Tulsa Jail Litigation Lawyer

Incarcerated criminals lose many rights, but the right to personal safety is not one of them. In Oklahoma, jails must abide by laws and regulations for the care of convicted criminals. Jails owe inmates certain duties of care. These include the duty to protect inmates from assault and the duty not to brutalize inmates.

Negligent jails, or those with staff members who intentionally brutalize incarcerated individuals, may be liable for the victim’s damages. If you believe you have a claim against an Oklahoma jail for a personal injury or wrongful death, you need an attorney’s help. The lawyers at Bryan & Terrill Law can give you honest, dependable advice and representation for these types of claims.

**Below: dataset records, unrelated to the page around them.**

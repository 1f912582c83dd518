//! The path builder: the core call-graph walk.
//!
//! Traverses the call graph depth-first from each configured entry
//! point, threading an abstract turtle state, and emits `TurtlePath`
//! nodes connected by labeled edges. Loops and recursion are folded into
//! `LoopBack` edges instead of being unrolled — the visited tracking is
//! keyed by (site, abstract state) and scoped to the active traversal
//! path, so the same code can be re-traversed on independent paths but
//! never expands without bound.
//!
//! The walk never raises an error for unrecognized code; the only
//! failure is a structurally invalid input graph, rejected by validation
//! before the walk starts.

use crate::callgraph::{self, CallGraphSource, InstrRef, Instruction, NodeId};
use crate::classify::{OpTag, OperationClassifier, TurtleOp};
use crate::config::AnalysisConfig;
use crate::errors::ShapeResult;
use crate::graph::{EdgeType, GraphAssembler, PathId, ShapeGraph, TurtlePath};
use crate::state::AbstractTurtleState;
use std::collections::HashMap;

/// Builds a [`ShapeGraph`] from a call graph and entry points.
///
/// Holds only borrows; one builder can run several analyses and
/// independent builders can analyze the same graph concurrently.
pub struct PathBuilder<'a, G: CallGraphSource> {
    graph: &'a G,
    config: &'a AnalysisConfig,
}

impl<'a, G: CallGraphSource> PathBuilder<'a, G> {
    pub fn new(graph: &'a G, config: &'a AnalysisConfig) -> Self {
        Self { graph, config }
    }

    /// Walk the graph from `entries` and assemble the shape graph.
    ///
    /// Fails only on a structurally invalid call graph; everything else
    /// is absorbed into the abstraction.
    pub fn build(&self, entries: &[NodeId]) -> ShapeResult<ShapeGraph> {
        callgraph::validate(self.graph, entries)?;
        let mut walk = Walk {
            graph: self.graph,
            config: self.config,
            classifier: OperationClassifier::new(self.config),
            assembler: GraphAssembler::new(),
            call_stack: Vec::new(),
            loop_frames: Vec::new(),
            emit_count: 0,
        };
        for &entry in entries {
            log::debug!(
                "walking entry {} ({})",
                entry,
                self.graph.node_name(entry).unwrap_or("?")
            );
            let cursor = Cursor {
                state: AbstractTurtleState::start(),
                incoming: Vec::new(),
            };
            walk.walk_node(entry, cursor)?;
        }
        let graph = walk.assembler.finish();
        log::debug!(
            "shape graph assembled: {} nodes, {} edges",
            graph.node_count(),
            graph.edge_count()
        );
        Ok(graph)
    }
}

/// Traversal context: the abstract state plus the pending edges to
/// attach to the next emitted node. An empty pending set means the next
/// emission is an entry node of the shape graph.
#[derive(Debug, Clone)]
struct Cursor {
    state: AbstractTurtleState,
    incoming: Vec<(PathId, EdgeType)>,
}

/// One procedure activation on the active path. Recursion folds when a
/// call re-enters a node whose frame carries the same abstract state.
struct CallFrame {
    node: NodeId,
    entry_state: AbstractTurtleState,
    first_emitted: Option<PathId>,
}

/// One loop activation on the active path, keyed by header site and the
/// set of states already carried through it.
struct LoopFrame {
    header: InstrRef,
    /// Call-stack depth at creation; frames die with their activation.
    depth: usize,
    /// Arrival states already carried through the header, each mapped to
    /// the first node emitted during that pass. Folding targets the
    /// matching pass's node so re-entries from an enclosing loop do not
    /// point back at a stale iteration.
    pass_nodes: HashMap<AbstractTurtleState, Option<PathId>>,
    first_emitted: Option<PathId>,
    /// Back-edge target when the body emits nothing: the node that led
    /// into the loop.
    fallback: Option<PathId>,
    passes: u32,
    last_state: AbstractTurtleState,
}

impl LoopFrame {
    fn fold_target(&self, state: &AbstractTurtleState) -> Option<PathId> {
        self.pass_nodes
            .get(state)
            .copied()
            .flatten()
            .or(self.first_emitted)
            .or(self.fallback)
    }
}

struct Walk<'a, G: CallGraphSource> {
    graph: &'a G,
    config: &'a AnalysisConfig,
    classifier: OperationClassifier<'a>,
    assembler: GraphAssembler,
    call_stack: Vec<CallFrame>,
    loop_frames: Vec<LoopFrame>,
    emit_count: u64,
}

impl<'a, G: CallGraphSource> Walk<'a, G> {
    fn walk_node(&mut self, node: NodeId, cursor: Cursor) -> ShapeResult<Cursor> {
        if let Some(frame) = self
            .call_stack
            .iter()
            .find(|f| f.node == node && f.entry_state == cursor.state)
        {
            let target = frame.first_emitted;
            log::trace!("folding recursive call into {}", node);
            if let Some(target) = target {
                for &(source, _) in &cursor.incoming {
                    self.assembler.add_edge(source, target, EdgeType::LoopBack);
                }
            }
            return Ok(cursor);
        }

        self.call_stack.push(CallFrame {
            node,
            entry_state: cursor.state.clone(),
            first_emitted: None,
        });
        let result = self.walk_span(node, 0, cursor);
        self.call_stack.pop();
        let depth = self.call_stack.len();
        self.loop_frames.retain(|frame| frame.depth <= depth);
        result
    }

    /// Walk the intra-node instruction CFG from `start` until the node
    /// exits, returning the continuation cursor.
    fn walk_span(&mut self, node: NodeId, start: usize, mut cursor: Cursor) -> ShapeResult<Cursor> {
        let graph = self.graph;
        let mut index = start;
        loop {
            let instructions = graph.instructions(node);
            let Some(instr) = instructions.get(index) else {
                return Ok(cursor);
            };
            let at = InstrRef::new(node, index);
            match instr {
                Instruction::Return => return Ok(cursor),
                Instruction::Jump { to } => index = *to,
                Instruction::Branch { arms } => {
                    let mut exits = Vec::with_capacity(arms.len());
                    for &arm in arms {
                        let mut forked = cursor.clone();
                        for pending in &mut forked.incoming {
                            if pending.1 == EdgeType::Sequential {
                                pending.1 = EdgeType::Branch;
                            }
                        }
                        exits.push(self.walk_span(node, arm, forked)?);
                    }
                    return Ok(merge_exits(exits, cursor));
                }
                Instruction::LoopHeader { body, exit } => {
                    match self.enter_loop(at, &mut cursor) {
                        LoopStep::Iterate => index = *body,
                        LoopStep::Fold(target) => {
                            if let Some(target) = target {
                                for &(source, _) in &cursor.incoming {
                                    self.assembler.add_edge(
                                        source,
                                        target,
                                        EdgeType::LoopBack,
                                    );
                                }
                            }
                            index = *exit;
                        }
                    }
                }
                Instruction::Call { targets, .. } => {
                    match self.classifier.classify(graph, at) {
                        OpTag::Turtle(op) => {
                            let next_state = cursor.state.apply(&op);
                            self.emit(&mut cursor, next_state, op, at);
                        }
                        OpTag::PlainCall => {
                            cursor = self.walk_call(targets, cursor)?;
                        }
                        // Classifier calls matter only as provenance
                        // sources; unanalyzable calls are state no-ops.
                        OpTag::ClassifierCall { .. } | OpTag::Other => {}
                        OpTag::Branch | OpTag::LoopHeader => {}
                    }
                    index += 1;
                }
            }
        }
    }

    /// Loop-header bookkeeping: decide whether to take another pass over
    /// the body or fold the iteration into a back-edge. Past the
    /// widening threshold, changed state components collapse so the fold
    /// key converges.
    fn enter_loop(&mut self, at: InstrRef, cursor: &mut Cursor) -> LoopStep {
        let depth = self.call_stack.len();
        let position = self
            .loop_frames
            .iter()
            .rposition(|f| f.depth == depth && f.header == at);
        let Some(position) = position else {
            self.loop_frames.push(LoopFrame {
                header: at,
                depth,
                pass_nodes: HashMap::from([(cursor.state.clone(), None)]),
                first_emitted: None,
                fallback: cursor.incoming.first().map(|&(source, _)| source),
                passes: 0,
                last_state: cursor.state.clone(),
            });
            return LoopStep::Iterate;
        };

        let threshold = self.config.loop_widening_threshold;
        let frame = &mut self.loop_frames[position];
        if frame.pass_nodes.contains_key(&cursor.state) {
            log::trace!("folding loop at {} after {} passes", at, frame.passes);
            return LoopStep::Fold(frame.fold_target(&cursor.state));
        }
        frame.passes += 1;
        if frame.passes >= threshold {
            log::debug!("widening loop state at {} after {} passes", at, frame.passes);
            cursor.state = cursor.state.widen_against(&frame.last_state);
            if frame.pass_nodes.contains_key(&cursor.state) {
                return LoopStep::Fold(frame.fold_target(&cursor.state));
            }
        }
        frame.pass_nodes.insert(cursor.state.clone(), None);
        frame.last_state = cursor.state.clone();
        LoopStep::Iterate
    }

    /// A call with analyzable targets: descend into each with a forked
    /// state under `Call`/`Return` edge labels, then resume the caller
    /// with the join over the per-target exits. Several targets mean the
    /// external builder could not resolve the call uniquely; joining is
    /// the documented over-approximation for that imprecision.
    fn walk_call(&mut self, targets: &[NodeId], cursor: Cursor) -> ShapeResult<Cursor> {
        let mut exits = Vec::with_capacity(targets.len());
        for &target in targets {
            let before = self.emit_count;
            let entry_incoming = cursor
                .incoming
                .iter()
                .map(|&(source, _)| (source, EdgeType::Call))
                .collect();
            let out = self.walk_node(
                target,
                Cursor {
                    state: cursor.state.clone(),
                    incoming: entry_incoming,
                },
            )?;
            if self.emit_count == before {
                // The callee drew nothing: the caller's pending edges
                // (and state) pass through untouched.
                exits.push(cursor.clone());
            } else {
                let incoming = out
                    .incoming
                    .into_iter()
                    .map(|(source, label)| {
                        if label == EdgeType::Call {
                            // A pending edge that predates the call and
                            // crossed the callee unconsumed: restore its
                            // caller-side label.
                            let original = cursor
                                .incoming
                                .iter()
                                .find(|&&(s, _)| s == source)
                                .map(|&(_, l)| l)
                                .unwrap_or(EdgeType::Sequential);
                            (source, original)
                        } else {
                            (source, EdgeType::Return)
                        }
                    })
                    .collect();
                exits.push(Cursor {
                    state: out.state,
                    incoming,
                });
            }
        }
        Ok(merge_exits(exits, cursor))
    }

    /// Intern a shape node for `next_state`, connect the pending edges,
    /// and advance the cursor.
    fn emit(
        &mut self,
        cursor: &mut Cursor,
        next_state: AbstractTurtleState,
        op: TurtleOp,
        origin: InstrRef,
    ) {
        let id = self.assembler.intern(TurtlePath {
            state: next_state.clone(),
            op,
            origin,
        });
        if cursor.incoming.is_empty() {
            self.assembler.mark_entry(id);
        }
        let lead_of_active_loop = self.loop_frames.iter().any(|frame| {
            frame.first_emitted == Some(id)
                || frame.pass_nodes.get(&frame.last_state) == Some(&Some(id))
        });
        for &(source, label) in &cursor.incoming {
            // A sequential self-edge on a loop's lead node is the
            // abstraction stuttering across an iteration; the fold edge
            // at the header already carries that information.
            if source == id && label == EdgeType::Sequential && lead_of_active_loop {
                continue;
            }
            self.assembler.add_edge(source, id, label);
        }
        for frame in &mut self.call_stack {
            if frame.first_emitted.is_none() {
                frame.first_emitted = Some(id);
            }
        }
        for frame in &mut self.loop_frames {
            if frame.first_emitted.is_none() {
                frame.first_emitted = Some(id);
            }
            if let Some(slot) = frame.pass_nodes.get_mut(&frame.last_state) {
                if slot.is_none() {
                    *slot = Some(id);
                }
            }
        }
        cursor.state = next_state;
        cursor.incoming = vec![(id, EdgeType::Sequential)];
        self.emit_count += 1;
        log::trace!("emitted {:?} from {}", id, origin);
    }
}

enum LoopStep {
    Iterate,
    Fold(Option<PathId>),
}

/// Join the continuation cursors of forked traversals (branch arms or
/// call targets): states join component-wise, pending edges accumulate
/// without duplicates. `fallback` covers the vacuous case.
fn merge_exits(exits: Vec<Cursor>, fallback: Cursor) -> Cursor {
    let mut iter = exits.into_iter();
    let Some(mut merged) = iter.next() else {
        return fallback;
    };
    for exit in iter {
        merged.state = merged.state.join(&exit.state);
        for pending in exit.incoming {
            if !merged.incoming.contains(&pending) {
                merged.incoming.push(pending);
            }
        }
    }
    merged
}
//! turtlescan — static shape-graph extraction for Python turtle programs.
//!
//! Given an interprocedural call graph of a turtle-graphics script
//! (built by an external points-to analysis) and a set of entry points,
//! the engine infers the sequence of drawing operations the script can
//! perform — without executing it — and returns a finite labeled graph
//! of [`TurtlePath`] nodes and [`EdgeType`] edges. Two scripts can then
//! be checked for behavioral equivalence by comparing their graphs.
//!
//! Arguments whose values originate from a machine-learning classifier
//! call are not guessed at: the affected state components collapse to an
//! absorbing classifier-controlled class, so a classifier-driven shape
//! never compares equal to a hardcoded one.
//!
//! ```
//! use turtlescan::callgraph::{ConstValue, Instruction, MemoryCallGraphBuilder, Operand};
//! use turtlescan::{analyze, AnalysisConfig};
//!
//! let mut builder = MemoryCallGraphBuilder::new();
//! let main = builder.add_node("script.main");
//! builder.push_instr(
//!     main,
//!     Instruction::call("turtle.forward", vec![Operand::Const(ConstValue::Int(10))]),
//! );
//! builder.push_instr(
//!     main,
//!     Instruction::call("turtle.right", vec![Operand::Const(ConstValue::Int(90))]),
//! );
//! let graph = builder.build();
//!
//! let shape = analyze(&graph, &[main], AnalysisConfig::default_ref()).unwrap();
//! assert_eq!(shape.node_count(), 2);
//! ```

pub mod builder;
pub mod callgraph;
pub mod classify;
pub mod config;
pub mod errors;
pub mod graph;
pub mod state;

pub use builder::PathBuilder;
pub use callgraph::{CallGraphSource, NodeId};
pub use classify::{OperationClassifier, Provenance, TurtleKind, TurtleOp};
pub use config::AnalysisConfig;
pub use errors::{ShapeError, ShapeResult};
pub use graph::{EdgeType, PathId, ShapeEdge, ShapeGraph, TurtlePath};
pub use state::AbstractTurtleState;

/// Analyze a call graph from `entries` and return its shape graph.
///
/// Convenience wrapper over [`PathBuilder`]; fails only when the call
/// graph violates its structural contract.
pub fn analyze<G: CallGraphSource>(
    graph: &G,
    entries: &[NodeId],
    config: &AnalysisConfig,
) -> ShapeResult<ShapeGraph> {
    PathBuilder::new(graph, config).build(entries)
}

Laws Limiting the Rights of Incarcerated Individuals to Litigation

By nature, individuals in jails have plenty to complain about. Tight quarters, subpar food, not enough exercise…the list is endless. This is simply the nature of incarceration, however, and typically will not constitute grounds for a lawsuit. To prevent inmates from being able to file “frivolous” lawsuits, the federal government passed the Prison Litigation Reform Act (PLRA) in 1997. The PLRA allows correctional officers to remedy problems prior to the inmate going to the courts. Its goal is to reduce frivolous litigation and decrease the caseload on local courts.

Under the PLRA, for an inmate to have grounds to sue a jail, the jail must have first exhausted all available administrative remedies. This means an inmate must wait to file a claim while the jail tries to remedy the problem. Failure to adhere to the strict exhaustion requirement could result in the courts dismissing the case. The PLRA also has a three-dismissal rule. If the courts dismiss three of an inmate’s claims, the inmate will have to pay the $400 filing fee for a subsequent claim. Not many inmates have the means to pay these fees. Since the passing of PLRA, fewer inmates have won cases and settlements.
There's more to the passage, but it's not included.